Ex-hospital boss wanted in Australia corruption probe is living in Norfolk village
PUBLISHED: 06:10 15 February 2020 | UPDATED: 11:21 15 February 2020
The ex-boss of the Norfolk and Norwich Hospital, who is wanted in Australia, is living in a north Norfolk hideaway, we can reveal today.
Malcolm Stamp has been wanted in Queensland, Australia, since 2018 as part of an investigation into nepotism allegations at a hospital he ran.
Two of his former associates have appeared in court in Australia to face corruption charges.
Mr Stamp, meanwhile, is living in a large home up a rural track in Roughton where the average house price is £370,000.
He said on Friday that he had not heard a word from Australian authorities, who have been investigating him since 2014.
While chief executive of Brisbane's Metro North Hospital in 2014, he was referred to Queensland's Crime and Corruption Commission (CCC) over allegations that he got his daughter a job as a condition of a contract awarded by the hospital.

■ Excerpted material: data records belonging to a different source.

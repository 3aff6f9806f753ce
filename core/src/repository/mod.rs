pub mod memory;
pub mod traits;

// Re-export
pub use memory::InMemoryLogRepository;
pub use traits::LogRepository;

Investigators issued an arrest warrant for him in 2018 which they said would only be activated if he returned to Australia.
But network ABC in Brisbane now reports that Mr Stamp, who led the NNUH until 2002, could be extradited.
The CCC declined to comment but confirmed the warrant was still active.
Speaking to this newspaper from his home in Roughton, Mr Stamp said: "I've not heard anything from authorities in Australia since 2014/15.
"They never told me they had issued an arrest warrant."
Asked whether the nepotism accusations were true, he said: "I don't want to say anything about the accusations. I have never had any charges put to me."
The CCC charged two Australian men with fraud and corruption offences when they issued the warrant for Mr Stamp in 2018.
The two men, Scott McMullen, who worked for Mr Stamp, and Dan Williams, who ran the health firm which was given the contract, have both since appeared in court.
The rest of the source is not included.